• **GOAL OF THE EXERCISE**: Gather the lines from the material that contain "usize".
########
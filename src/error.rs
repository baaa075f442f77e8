//! Unified error types for the pump link.
//!
//! Every outcome that can reach a command issuer is a [`CommandError`];
//! programming mistakes against the dispatch protocol are a
//! [`ProtocolMisuse`].  Both fold into the crate-wide [`Error`].
//! All variants are `Copy` so a single stored failure can be handed to
//! every waiter on an envelope without allocation.

use core::fmt;

// ---------------------------------------------------------------------------
// Top-level error
// ---------------------------------------------------------------------------

/// Every fallible operation in the crate funnels into this type.
#[derive(Debug, Clone, Copy, PartialEq, Eq)]
pub enum Error {
    /// A command did not produce a response.
    Command(CommandError),
    /// The dispatch protocol was driven out of order.
    Misuse(ProtocolMisuse),
    /// Configuration is invalid or could not be loaded.
    Config(&'static str),
}

impl fmt::Display for Error {
    fn fmt(&self, f: &mut fmt::Formatter<'_>) -> fmt::Result {
        match self {
            Self::Command(e) => write!(f, "command: {e}"),
            Self::Misuse(e) => write!(f, "protocol misuse: {e}"),
            Self::Config(msg) => write!(f, "config: {msg}"),
        }
    }
}

impl std::error::Error for Error {}

// ---------------------------------------------------------------------------
// Command outcomes
// ---------------------------------------------------------------------------

/// Why a command did not yield a response.
#[derive(Debug, Clone, Copy, PartialEq, Eq)]
pub enum CommandError {
    /// The device answered the command with an application-layer error code.
    Device(u16),
    /// The transport failed while this command was in flight.
    Transport(TransportError),
    /// The link went away before the command was ever transmitted.
    LinkLost,
    /// The waiter gave up.  The command may still execute on the device.
    Timeout,
    /// The pending queue is at its configured capacity.
    QueueFull,
}

impl CommandError {
    /// Whether the command's real-world effect is unknown.
    ///
    /// A timed-out command may already have been transmitted and executed;
    /// callers must not treat it as a negative outcome (e.g. by re-issuing
    /// a bolus) without first querying the device.
    pub const fn is_in_doubt(self) -> bool {
        matches!(self, Self::Timeout)
    }
}

impl fmt::Display for CommandError {
    fn fmt(&self, f: &mut fmt::Formatter<'_>) -> fmt::Result {
        match self {
            Self::Device(code) => write!(f, "device error 0x{code:04x}"),
            Self::Transport(e) => write!(f, "transport: {e}"),
            Self::LinkLost => write!(f, "link lost before transmission"),
            Self::Timeout => write!(f, "timed out, outcome unknown"),
            Self::QueueFull => write!(f, "dispatch queue full"),
        }
    }
}

impl std::error::Error for CommandError {}

impl From<CommandError> for Error {
    fn from(e: CommandError) -> Self {
        Self::Command(e)
    }
}

// ---------------------------------------------------------------------------
// Transport errors
// ---------------------------------------------------------------------------

/// Link-level failures reported by the transport collaborator.
#[derive(Debug, Clone, Copy, PartialEq, Eq)]
pub enum TransportError {
    WriteFailed,
    ReadFailed,
    Disconnected,
    /// A response arrived that does not match the active command.
    UnexpectedResponse,
}

impl fmt::Display for TransportError {
    fn fmt(&self, f: &mut fmt::Formatter<'_>) -> fmt::Result {
        match self {
            Self::WriteFailed => write!(f, "write failed"),
            Self::ReadFailed => write!(f, "read failed"),
            Self::Disconnected => write!(f, "disconnected"),
            Self::UnexpectedResponse => write!(f, "unexpected response"),
        }
    }
}

impl From<TransportError> for CommandError {
    fn from(e: TransportError) -> Self {
        Self::Transport(e)
    }
}

impl From<TransportError> for Error {
    fn from(e: TransportError) -> Self {
        Self::Command(CommandError::Transport(e))
    }
}

// ---------------------------------------------------------------------------
// Protocol misuse
// ---------------------------------------------------------------------------

/// Programming errors against the dispatch protocol.
///
/// These are logged at the point of detection and returned so tests can
/// assert on them; they never leave the queue in an inconsistent state.
#[derive(Debug, Clone, Copy, PartialEq, Eq)]
pub enum ProtocolMisuse {
    /// An envelope was completed a second time.
    AlreadyCompleted,
    /// A command was activated while another one is still in flight.
    SlotOccupied,
}

impl fmt::Display for ProtocolMisuse {
    fn fmt(&self, f: &mut fmt::Formatter<'_>) -> fmt::Result {
        match self {
            Self::AlreadyCompleted => write!(f, "envelope already completed"),
            Self::SlotOccupied => write!(f, "a command is already in flight"),
        }
    }
}

impl From<ProtocolMisuse> for Error {
    fn from(e: ProtocolMisuse) -> Self {
        Self::Misuse(e)
    }
}

// ---------------------------------------------------------------------------
// Convenience Result alias
// ---------------------------------------------------------------------------

/// Crate-wide `Result` alias.
pub type Result<T> = core::result::Result<T, Error>;
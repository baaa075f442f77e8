//! Link session — the facade shared by command issuers and the transport.
//!
//! [`LinkSession`] owns the [`DispatchQueue`] for one connection session
//! and encodes the call orderings both collaborators must follow:
//!
//! ```text
//!  Issuer thread                     Transport thread
//!  ─────────────                     ────────────────
//!  request(m)
//!    ├─ enqueue ──────┐
//!    ├─ notify ───────┼────────────▶ next_to_send()  ──▶ transmit
//!    └─ wait ◀────────┘                    ...
//!         ▲                          deliver_response(r) / deliver_error(e)
//!         └───────────────────────────────┘
//!                                    link_lost(e): abort pending,
//!                                                  fail active, reset
//! ```
//!
//! Only the transport thread may call the transport-side methods; the
//! check-then-activate in [`next_to_send`](LinkSession::next_to_send)
//! relies on that.

use std::sync::Arc;
use std::time::Duration;

use log::{debug, info, warn};

use super::envelope::CommandEnvelope;
use super::ports::DispatchNotifier;
use super::queue::DispatchQueue;
use crate::config::LinkConfig;
use crate::error::CommandError;

/// One connection session's worth of dispatch state.
pub struct LinkSession<M, N> {
    queue: DispatchQueue<M>,
    notifier: N,
    command_timeout: Duration,
}

impl<M, N: DispatchNotifier> LinkSession<M, N> {
    /// Build a session from `config`, rejecting it if it fails
    /// [`LinkConfig::validate`].
    pub fn new(config: &LinkConfig, notifier: N) -> crate::Result<Self> {
        config.validate()?;
        let queue = match config.max_pending {
            Some(cap) => DispatchQueue::bounded(usize::from(cap)),
            None => DispatchQueue::new(),
        };
        Ok(Self {
            queue,
            notifier,
            command_timeout: config.command_timeout(),
        })
    }

    pub fn queue(&self) -> &DispatchQueue<M> {
        &self.queue
    }

    pub fn notifier(&self) -> &N {
        &self.notifier
    }

    /// Budget used by [`request`](Self::request).
    pub fn command_timeout(&self) -> Duration {
        self.command_timeout
    }

    // ── Issuer side ───────────────────────────────────────────

    /// Enqueue `request` and wake the transport.
    ///
    /// The returned envelope is the caller's handle for waiting.
    pub fn submit(&self, request: M) -> Result<Arc<CommandEnvelope<M>>, CommandError>
    where
        M: Ord,
    {
        let envelope = Arc::new(CommandEnvelope::new(request));
        self.queue.enqueue(Arc::clone(&envelope))?;
        self.notifier.command_enqueued();
        Ok(envelope)
    }

    /// Submit and wait up to the configured command timeout.
    pub fn request(&self, request: M) -> Result<M, CommandError>
    where
        M: Ord + Clone,
    {
        self.request_timeout(request, self.command_timeout)
    }

    /// Submit and wait up to `timeout`.
    ///
    /// On [`CommandError::Timeout`] the command stays queued or in flight;
    /// its effect on the device is unknown.
    pub fn request_timeout(&self, request: M, timeout: Duration) -> Result<M, CommandError>
    where
        M: Ord + Clone,
    {
        let envelope = self.submit(request)?;
        let outcome = envelope.wait_timeout(timeout);
        if outcome == Err(CommandError::Timeout) {
            warn!("Session: command timed out after {:?}, outcome in doubt", timeout);
        }
        outcome
    }

    /// Submit and wait with no deadline.
    pub fn request_untimed(&self, request: M) -> Result<M, CommandError>
    where
        M: Ord + Clone,
    {
        self.submit(request)?.wait()
    }

    pub fn has_pending(&self) -> bool {
        self.queue.has_pending()
    }

    // ── Transport side ────────────────────────────────────────

    /// The next command to transmit, if the device is free and work is
    /// queued.  A no-op while a command is still in flight.
    pub fn next_to_send(&self) -> Option<Arc<CommandEnvelope<M>>> {
        if self.queue.has_active() {
            return None;
        }
        self.queue.activate_next()
    }

    /// The device answered the in-flight command.
    pub fn deliver_response(&self, response: M) -> bool {
        self.queue.complete_active(Ok(response))
    }

    /// The in-flight command failed at the device or transport level.
    pub fn deliver_error(&self, cause: CommandError) -> bool {
        self.queue.complete_active(Err(cause))
    }

    /// The link is gone: release every waiter, then clear the queue.
    ///
    /// Queued commands, the in-flight command and the slot are torn down
    /// in one step, so an issuer submitting concurrently either has its
    /// command failed here or finds it queued afterwards.
    pub fn link_lost(&self, cause: CommandError) {
        let (aborted, had_active) = self.queue.fail_all(cause);
        info!(
            "Session: link lost ({}), released {} queued{}",
            cause,
            aborted,
            if had_active { " + 1 in flight" } else { "" }
        );
    }

    /// Start a fresh connection session on the same queue.
    ///
    /// Anything left over from the previous session is failed with
    /// [`CommandError::LinkLost`], so no waiter is left blocked.
    pub fn begin_session(&self) {
        let (stale, had_active) = self.queue.fail_all(CommandError::LinkLost);
        if stale > 0 || had_active {
            warn!(
                "Session: new session released {} stale commands",
                stale + usize::from(had_active)
            );
        }
        debug!("Session: new connection session");
    }
}
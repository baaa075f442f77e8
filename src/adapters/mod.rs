//! Adapters — concrete implementations of the link's port traits.
//!
//! | Adapter     | Implements        | Connects to                      |
//! |-------------|-------------------|----------------------------------|
//! | `doorbell`  | DispatchNotifier  | Transport thread wake-up         |
//! | `sim_pump`  | (device side)     | In-process pump model for hosts  |

pub mod doorbell;
pub mod sim_pump;
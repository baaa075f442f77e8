//! Half-duplex command dispatch.
//!
//! The pump accepts one command at a time and answers each with exactly
//! one response or error.  This module correlates those responses with
//! the threads that issued the commands.
//!
//! ```text
//! ┌────────────────────────────────────────────────────────────┐
//! │                      Dispatch Core                         │
//! │                                                            │
//! │  ┌──────────┐  enqueue  ┌──────────────┐  activate_next    │
//! │  │  Issuer  │──────────▶│ DispatchQueue│──────────────┐    │
//! │  │ threads  │           │ pending+slot │              ▼    │
//! │  └──────────┘           └──────────────┘     ┌───────────┐ │
//! │       ▲ wait                   ▲             │ Transport │ │
//! │       │                        │ complete    │  thread   │ │
//! │  ┌──────────┐                  └─────────────└───────────┘ │
//! │  │ Envelope │◀── outcome                                   │
//! │  └──────────┘                                              │
//! └────────────────────────────────────────────────────────────┘
//! ```

pub mod envelope;
pub mod message;
pub mod ports;
pub mod queue;
pub mod session;
//! Transport doorbell — wakes a parked transport thread.
//!
//! Implements [`DispatchNotifier`] on top of an `embassy-sync` [`Signal`].
//! Issuers ring it after every enqueue; the transport thread parks on it
//! with `futures_lite::future::block_on` once the queue is drained.  The
//! signal latches, so a ring that lands between "queue empty" and "park"
//! is not lost.

use embassy_sync::blocking_mutex::raw::CriticalSectionRawMutex;
use embassy_sync::signal::Signal;

use crate::link::ports::DispatchNotifier;

/// Latching wake-up for the transport thread.
pub struct SignalNotifier {
    signal: Signal<CriticalSectionRawMutex, ()>,
}

impl SignalNotifier {
    pub const fn new() -> Self {
        Self {
            signal: Signal::new(),
        }
    }

    /// Wake the transport without enqueuing anything (e.g. for shutdown).
    pub fn ring(&self) {
        self.signal.signal(());
    }

    /// Park the calling thread until rung.  Consumes the ring.
    pub fn wait(&self) {
        futures_lite::future::block_on(self.signal.wait());
    }

    /// Consume a pending ring without blocking.
    pub fn try_take(&self) -> bool {
        self.signal.try_take().is_some()
    }
}

impl Default for SignalNotifier {
    fn default() -> Self {
        Self::new()
    }
}

impl DispatchNotifier for SignalNotifier {
    fn command_enqueued(&self) {
        self.ring();
    }
}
########
• **ANSWER FOR THE TASK**:
            Some(cap) => DispatchQueue::bounded(usize::from(cap)),
                stale + usize::from(had_active)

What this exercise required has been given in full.